Let’s make one thing clear- Arrival, Denis Villeneuve’s science fiction drama about first contact, will not win the Oscar for Best Picture. The category is crowded with powerful adversaries, some deserving and some not (I’m looking at you, La La Land). Given its competitors and Hollywood’s aversion to science fiction, Villeneuve and his team are unlikely to go home with the top prize- however much they might deserve it.

Arrival is the story of Louise Banks (Amy Adams), a linguist who’s drafted by the US army after 12 alien space-crafts land on earth. Alongside her physicist colleague Ian Donnelly (Jeremy Renner), Louise and her team must decipher the creatures’ language. Her quest to discover the aliens’ purpose on earth is threatened by military intervention, and the failure of the research could lead to the destruction of mankind.

Villeneuve’s film is packed with stark, atmospheric images of the ‘heptapods’, allowing you to glimpse just enough of them to pique your intrigue. The simplicity of the alien crafts adds to their sense of foreboding, as does the beautiful circular language of the heptapods.

 Arrival isn’t a flashy film, so if you want thrilling action sequences you should probably look elsewhere. Aside from a few set pieces, such as a scene set in a corridor in which gravity suddenly shifts, the film operates on a much quieter level.

Instead, what makes Arrival compelling is its insistence on the power of language. It’s Louise, not the forces commanded by Colonel Weber (Forrest Whitaker) or even Donnelly’s scientists, who makes the most progress in understanding the heptapods.

Language is the site from which most of the film’s tension derives. After Louise reads one of the heptapod’s sentences as “offer weapon”, the military’s refusal to acknowledge the nuances of interpretation threatens to plunge the world into chaos.

Louise recognises that words are “the first weapon drawn in any conflict”, but also “the foundation of civilisation”. The struggle between language’s capacity for division and union, between the individual and the collective, is the film’s heart.

Arrival is remarkable because it shows humanity coming together not to destroy, but to discover. The military is the film’s antagonist, antithetical to the communication that Louise attempts to cultivate.

It’s notable that the soldiers are the ones the film chooses to estrange; the blinding white light of the military helicopters outside Louise’s house seems like the true invasion, not the gentle attempt of the heptapods to foster understanding between the two races.
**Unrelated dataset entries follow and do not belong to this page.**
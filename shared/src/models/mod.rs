//! Domain models shared between server and clients
//!
//! Plain serde structs mapping 1:1 to SQL columns. `sqlx::FromRow` derives
//! are feature-gated behind `db` so client builds stay free of sqlx.

pub mod account;
pub mod attendance;
pub mod department;
pub mod extension;
pub mod notification;
pub mod report;
pub mod session;
pub mod work_task;

pub use account::{
    Account, AccountCreate, AccountResponse, AccountUpdate, Role, SecuritySettings,
    SecuritySettingsPatch, TwoFactorMethod,
};
pub use attendance::{AttendanceRecord, ClockPayload};
pub use department::{Department, DepartmentReport};
pub use extension::{ExtensionCreate, ExtensionStatus, TimeExtension};
pub use notification::{Notification, NotificationKind};
pub use report::{PeriodType, Report, ReportCreate, ReportStatus, RejectPayload, TransitionPayload};
pub use session::Session;
pub use work_task::{
    SubTask, SubTaskCreate, SubTaskUpdate, TaskStatus, WorkTask, WorkTaskCreate, WorkTaskUpdate,
};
If the subject matter sounds heavy, that’s because it is. At times Arrival can be slow, with little to guide you through wave after wave of linguistic terminology. At the same time, the climax of the central plot sneaks up on you so quickly that it initially feels unsatisfying. The pacing of the film is subordinate to its grand, thematic texture, and as such the action suffers.

Yet the film is always interesting, and enhanced by the brilliance of its leads. Adams and Renner are never indulgent, crafting excellent performances despite the occasionally clunky dialogue (which often explicates themes that ought have been allowed to speak for themselves). Thanks to the lightness of Adams’s and Renner’s approaches, Louise and Ian are heroes who seem human.

Amy Adams in particular shines as Louise- however talented an actress Meryl Streep may be, Adams deserves her spot in the Oscar nominations this year. Without an actress of Adams’s calibre, the film’s puzzling subject matter would certainly alienate mainstream audiences.

Amidst Arrival’s commentary on the nature of society, Louise and Ian’s personal lives are what make the film beautiful, rather than merely thought-provoking. In the film’s opening moments, the audience sees Louise’s daughter grow and ultimately succumb to a terminal illness. Without wishing to spoil the film and its ending, Louise’s final decision is what gives Arrival its power.

Critics of science fiction will seek to reduce Arrival to a genre film, a niche sideshow with little beyond spectacle to contribute to culture. Yet science fiction distinguishes itself from all other genres through the extent of its fixation on change.

Sci-fi allows an audience to imagine fundamental shifts in society that would otherwise seem impossible.

Arrival dares to make a statement about how the world should be; it champions a society predicated on communication and the collective pursuit of knowledge. In the Trump era of post-truth and ‘alternative facts’, this is revolutionary.

Arrival will not be crowned Best Picture at the 89th Academy Awards, but it doesn’t matter. If the film preaches nothing else, it’s that coexistence is far more interesting than competition.